▶ **Exercise**
Write out the following records exactly, each one in full.

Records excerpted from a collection
□ □ □ □

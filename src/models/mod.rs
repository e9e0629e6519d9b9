//! Domain models
//!
//! Rows the engine reads and writes:
//! - Profiles (trust score holders)
//! - Rumours and their vote tallies
//! - Votes (one per user per rumour)
//! - Transfers derived from confirmed rumours

pub mod profile;
pub mod rumour;
pub mod transfer;
pub mod vote;

pub use profile::{Profile, ProfileId, UserId};
pub use rumour::{Rumour, RumourCategory, RumourId, RumourStatus, VoteTally};
pub use transfer::{Transfer, TransferCategory};
pub use vote::{Vote, VoteDirection};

□ □ □ □

▶ **Solution to the problem**
filename src/models/mod.rs
repository e9e0629e6519d9b9
//! Domain models
//!
//! Rows the engine reads and writes:
//! - Profiles (trust score holders)
//! - Rumours and their vote tallies
//! - Votes (one per user per rumour)
//! - Transfers derived from confirmed rumours

pub mod profile;
pub mod rumour;
pub mod transfer;
pub mod vote;

pub use profile::{Profile, ProfileId, UserId};
pub use rumour::{Rumour, RumourCategory, RumourId, RumourStatus, VoteTally};
pub use transfer::{Transfer, TransferCategory};
pub use vote::{Vote, VoteDirection};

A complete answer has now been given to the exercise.